use roster_core::errors::RosterResult;
use roster_core::PageResult;
use tracing::debug;

use crate::collation::Collation;
use crate::field::Queryable;
use crate::filter::{filter, FilterQuery};
use crate::paginate::paginate;
use crate::sort::{order, SortSpec};

pub const DEFAULT_PAGE_SIZE: usize = 10;

/// Everything one pipeline run needs.
#[derive(Debug, Clone, PartialEq, Eq)]
pub struct ListQuery {
    pub filter: FilterQuery,
    /// `None` keeps store order.
    pub sort: Option<SortSpec>,
    pub page: usize,
    pub page_size: usize,
}

impl Default for ListQuery {
    fn default() -> Self {
        Self {
            filter: FilterQuery::default(),
            sort: None,
            page: 1,
            page_size: DEFAULT_PAGE_SIZE,
        }
    }
}

/// filter → sort → paginate over `store`, cloning only the rows on the
/// requested page.
pub fn query<R>(store: &[R], q: &ListQuery, collation: &Collation) -> RosterResult<PageResult<R>>
where
    R: Queryable + Clone,
{
    let matched = filter(store, &q.filter)?;
    let matched_count = matched.len();

    let ordered = order(matched, q.sort.as_ref(), collation)?;

    let page = paginate(&ordered, q.page, q.page_size)?;

    debug!(
        records = store.len(),
        matched = matched_count,
        page = page.page,
        total_pages = page.total_pages,
        sort = q.sort.as_ref().map(|s| s.field.as_str()).unwrap_or("-"),
        "list query"
    );

    Ok(page.map(|r| r.clone()))
}

#[cfg(test)]
mod tests {
    use super::*;
    use crate::field::FieldValue;
    use tracing_test::traced_test;

    #[derive(Debug, Clone, PartialEq)]
    struct City(&'static str);

    impl Queryable for City {
        const FIELDS: &'static [&'static str] = &["name"];
        const SEARCH_FIELDS: &'static [&'static str] = &["name"];

        fn field(&self, name: &str) -> Option<FieldValue<'_>> {
            (name == "name").then_some(FieldValue::Text(self.0))
        }
    }

    #[traced_test]
    #[test]
    fn each_run_is_logged() {
        let store = vec![City("Sevilla"), City("Bilbao"), City("Madrid")];
        let collation = Collation::new("es").unwrap();
        let q = ListQuery {
            sort: Some(SortSpec::asc("name")),
            ..ListQuery::default()
        };

        let page = query(&store, &q, &collation).unwrap();
        assert_eq!(page.items, vec![City("Bilbao"), City("Madrid"), City("Sevilla")]);
        assert!(logs_contain("list query"));
        assert!(logs_contain("matched=3"));
    }
}
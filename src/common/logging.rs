use tracing_subscriber::EnvFilter;

use crate::configs::LoggingConfig;

/// Install the global tracing subscriber from config.
///
/// `RUST_LOG` wins over the configured level/filters when set. Safe to call
/// from the embedding app's startup only; a second call is a no-op.
pub fn init(config: &LoggingConfig) {
    let log_level = config.level.as_deref().unwrap_or("info");
    let filters = config.filters.as_deref().unwrap_or("");

    let filter_str = if filters.is_empty() {
        log_level.to_string()
    } else {
        format!("{},{}", log_level, filters)
    };

    let env_filter =
        EnvFilter::try_from_default_env().unwrap_or_else(|_| EnvFilter::new(filter_str));

    let builder = tracing_subscriber::fmt().with_env_filter(env_filter);

    let result = match &config.file {
        Some(path) => match std::fs::OpenOptions::new().create(true).append(true).open(path) {
            Ok(file) => builder
                .with_writer(std::sync::Arc::new(file))
                .with_ansi(false)
                .try_init(),
            Err(e) => {
                eprintln!("Failed to open log file {}: {}", path, e);
                tracing_subscriber::fmt()
                    .with_env_filter(
                        EnvFilter::try_from_default_env()
                            .unwrap_or_else(|_| EnvFilter::new(log_level.to_string())),
                    )
                    .try_init()
            }
        },
        None => builder.try_init(),
    };

    if result.is_err() {
        tracing::debug!("Tracing subscriber already installed, keeping existing one");
    }
}
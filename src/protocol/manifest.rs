use serde::{Deserialize, Serialize};

/// Resolved description of a playable stream for one delivery candidate.
///
/// Owned exclusively by the playback attempt that resolved it; discarded
/// whenever the episode changes or the candidate is abandoned.
#[derive(Debug, Clone, Default, Serialize, Deserialize)]
#[serde(rename_all = "camelCase")]
pub struct ManifestDescriptor {
    pub sources: Vec<StreamSource>,
    #[serde(default)]
    pub subtitles: Vec<SubtitleTrack>,
    #[serde(default)]
    pub intro: Option<SkipWindow>,
    #[serde(default)]
    pub outro: Option<SkipWindow>,
}

impl ManifestDescriptor {
    /// The stream handed to the engine. Upstream orders sources best-first.
    pub fn primary_source(&self) -> Option<&StreamSource> {
        self.sources.first()
    }
}

#[derive(Debug, Clone, Serialize, Deserialize)]
#[serde(rename_all = "camelCase")]
pub struct StreamSource {
    pub url: String,
    #[serde(default)]
    pub quality: Option<String>,
    #[serde(default, rename = "isM3U8")]
    pub is_m3u8: bool,
}

#[derive(Debug, Clone, Serialize, Deserialize)]
#[serde(rename_all = "camelCase")]
pub struct SubtitleTrack {
    pub lang: String,
    pub url: String,
}

/// Time range (seconds) during which a skip affordance is offered.
#[derive(Debug, Clone, Copy, PartialEq, Serialize, Deserialize)]
#[serde(rename_all = "camelCase")]
pub struct SkipWindow {
    pub start: f64,
    pub end: f64,
}

impl SkipWindow {
    /// Half-open containment: visible at `start`, hidden exactly at `end`.
    pub fn contains(&self, t: f64) -> bool {
        self.start <= t && t < self.end
    }
}

/// One quality level the attached engine exposes.
#[derive(Debug, Clone, PartialEq, Serialize, Deserialize)]
#[serde(rename_all = "camelCase")]
pub struct QualityLevel {
    pub height: u32,
    pub bitrate: u64,
    #[serde(default)]
    pub label: Option<String>,
}

/// Quality requested through `set_quality`.
#[derive(Debug, Clone, Copy, PartialEq, Eq, Default, Serialize, Deserialize)]
#[serde(rename_all = "camelCase")]
pub enum QualitySelection {
    /// Let the engine pick per bandwidth.
    #[default]
    Auto,
    /// Pin a level by index into the `ready` quality list.
    Level(usize),
}

#[cfg(test)]
mod tests {
    use super::*;

    #[test]
    fn test_skip_window_half_open() {
        let w = SkipWindow { start: 10.0, end: 95.5 };
        assert!(!w.contains(9.99));
        assert!(w.contains(10.0));
        assert!(w.contains(95.49));
        assert!(!w.contains(95.5));
    }

    #[test]
    fn test_manifest_deserializes_upstream_shape() {
        let json = r#"{
            "sources": [{"url": "https://cdn.example/ep.m3u8", "isM3U8": true, "quality": "default"}],
            "subtitles": [{"lang": "English", "url": "https://cdn.example/en.vtt"}],
            "intro": {"start": 90, "end": 180}
        }"#;
        let m: ManifestDescriptor = serde_json::from_str(json).unwrap();
        assert!(m.primary_source().unwrap().is_m3u8);
        assert_eq!(m.subtitles[0].lang, "English");
        assert_eq!(m.intro.unwrap().start, 90.0);
        assert!(m.outro.is_none());
    }

    #[test]
    fn test_manifest_missing_optionals() {
        let m: ManifestDescriptor = serde_json::from_str(r#"{"sources": []}"#).unwrap();
        assert!(m.primary_source().is_none());
        assert!(m.subtitles.is_empty());
        assert!(m.intro.is_none() && m.outro.is_none());
    }
}
use std::path::{Path, PathBuf};

use parking_lot::Mutex;
use serde::{Deserialize, Serialize};

use crate::common::types::AnyResult;

/// Global playback preferences, surviving across all sessions.
///
/// Read once at session start, written on every user change.
#[derive(Debug, Clone, PartialEq, Serialize, Deserialize)]
#[serde(rename_all = "camelCase")]
pub struct PlayerSettings {
    /// 0.0..=1.0; out-of-range values are clamped on construction and set.
    #[serde(default = "default_volume")]
    pub volume: f32,
    #[serde(default)]
    pub muted: bool,
    #[serde(default = "default_rate")]
    pub playback_rate: f64,
    /// Subtitle scale factor relative to the player default.
    #[serde(default = "default_subtitle_size")]
    pub subtitle_size: f32,
    /// Whether subtitles render on a backing box.
    #[serde(default = "default_subtitle_background")]
    pub subtitle_background: bool,
}

impl Default for PlayerSettings {
    fn default() -> Self {
        Self {
            volume: default_volume(),
            muted: false,
            playback_rate: default_rate(),
            subtitle_size: default_subtitle_size(),
            subtitle_background: default_subtitle_background(),
        }
    }
}

impl PlayerSettings {
    pub fn clamped(mut self) -> Self {
        self.volume = self.volume.clamp(0.0, 1.0);
        self
    }
}

fn default_volume() -> f32 {
    1.0
}

fn default_rate() -> f64 {
    1.0
}

fn default_subtitle_size() -> f32 {
    1.0
}

fn default_subtitle_background() -> bool {
    true
}

pub trait SettingsStore: Send + Sync {
    fn get(&self) -> PlayerSettings;
    fn put(&self, settings: &PlayerSettings) -> AnyResult<()>;
}

/// `SettingsStore` backed by one JSON file.
pub struct JsonSettingsStore {
    path: PathBuf,
    cached: Mutex<PlayerSettings>,
}

impl JsonSettingsStore {
    pub fn open(path: impl AsRef<Path>) -> Self {
        let path = path.as_ref().to_path_buf();
        let cached = std::fs::read_to_string(&path)
            .ok()
            .and_then(|raw| serde_json::from_str::<PlayerSettings>(&raw).ok())
            .map(PlayerSettings::clamped)
            .unwrap_or_default();

        Self {
            path,
            cached: Mutex::new(cached),
        }
    }
}

impl SettingsStore for JsonSettingsStore {
    fn get(&self) -> PlayerSettings {
        self.cached.lock().clone()
    }

    fn put(&self, settings: &PlayerSettings) -> AnyResult<()> {
        let settings = settings.clone().clamped();
        *self.cached.lock() = settings.clone();

        if let Some(parent) = self.path.parent() {
            std::fs::create_dir_all(parent)?;
        }
        std::fs::write(&self.path, serde_json::to_vec_pretty(&settings)?)?;
        Ok(())
    }
}

#[cfg(test)]
mod tests {
    use super::*;
    use crate::common::types::SessionId;

    #[test]
    fn test_defaults_when_missing() {
        let path = std::env::temp_dir().join(format!(
            "cozify-settings-test-{}.json",
            SessionId::generate()
        ));
        let store = JsonSettingsStore::open(&path);
        assert_eq!(store.get(), PlayerSettings::default());
    }

    #[test]
    fn test_put_clamps_and_persists() {
        let path = std::env::temp_dir().join(format!(
            "cozify-settings-test-{}.json",
            SessionId::generate()
        ));
        let store = JsonSettingsStore::open(&path);

        let mut settings = PlayerSettings::default();
        settings.volume = 1.7;
        settings.muted = true;
        settings.playback_rate = 1.25;
        store.put(&settings).unwrap();

        assert_eq!(store.get().volume, 1.0);
        assert!(store.get().muted);

        let reopened = JsonSettingsStore::open(&path);
        assert_eq!(reopened.get().playback_rate, 1.25);

        let _ = std::fs::remove_file(path);
    }
}
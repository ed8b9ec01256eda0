use serde::{Deserialize, Serialize};

use crate::protocol::episode::{AudioTrack, DeliveryCandidate};
use crate::protocol::manifest::QualitySelection;

/// Where the orchestrator's state machine currently sits.
///
/// `Error` is non-terminal for the session: user action (retry, manual
/// server/audio pick) or a new load re-enters `Resolving`.
#[derive(Debug, Clone, Copy, PartialEq, Eq, Default, Serialize, Deserialize)]
#[serde(rename_all = "camelCase")]
pub enum PlaybackPhase {
    #[default]
    Idle,
    Resolving,
    Loading,
    Ready,
    Playing,
    Paused,
    Seeking,
    Ended,
    Error,
}

impl PlaybackPhase {
    /// Phases during which a per-candidate deadline is meaningful.
    pub fn is_acquiring(self) -> bool {
        matches!(self, Self::Resolving | Self::Loading)
    }
}

/// Point-in-time view of the player, readable without talking to the actor.
#[derive(Debug, Clone, Default, Serialize)]
#[serde(rename_all = "camelCase")]
pub struct PlayerStateSnapshot {
    pub phase: PlaybackPhase,
    /// Seconds into the episode.
    pub position: f64,
    /// Episode duration in seconds, 0 until the engine reports one.
    pub duration: f64,
    pub quality: QualitySelection,
    /// Selected subtitle track id, if any.
    pub subtitle: Option<String>,
    pub playback_rate: f64,
    /// The candidate currently bound to the engine, if any.
    pub candidate: Option<DeliveryCandidate>,
    pub audio: AudioTrack,
}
==================================================
→ Activity
Going back to the entries above, set down exactly the lines that begin at the one with "impl Queryable for" and end at the one with "#[traced_test]", both included, and nothing else.

→ Solution to the exercise
    impl Queryable for City {
        const FIELDS: &'static [&'static str] = &["name"];
        const SEARCH_FIELDS: &'static [&'static str] = &["name"];

        fn field(&self, name: &str) -> Option<FieldValue<'_>> {
            (name == "name").then_some(FieldValue::Text(self.0))
        }
    }

    #[traced_test]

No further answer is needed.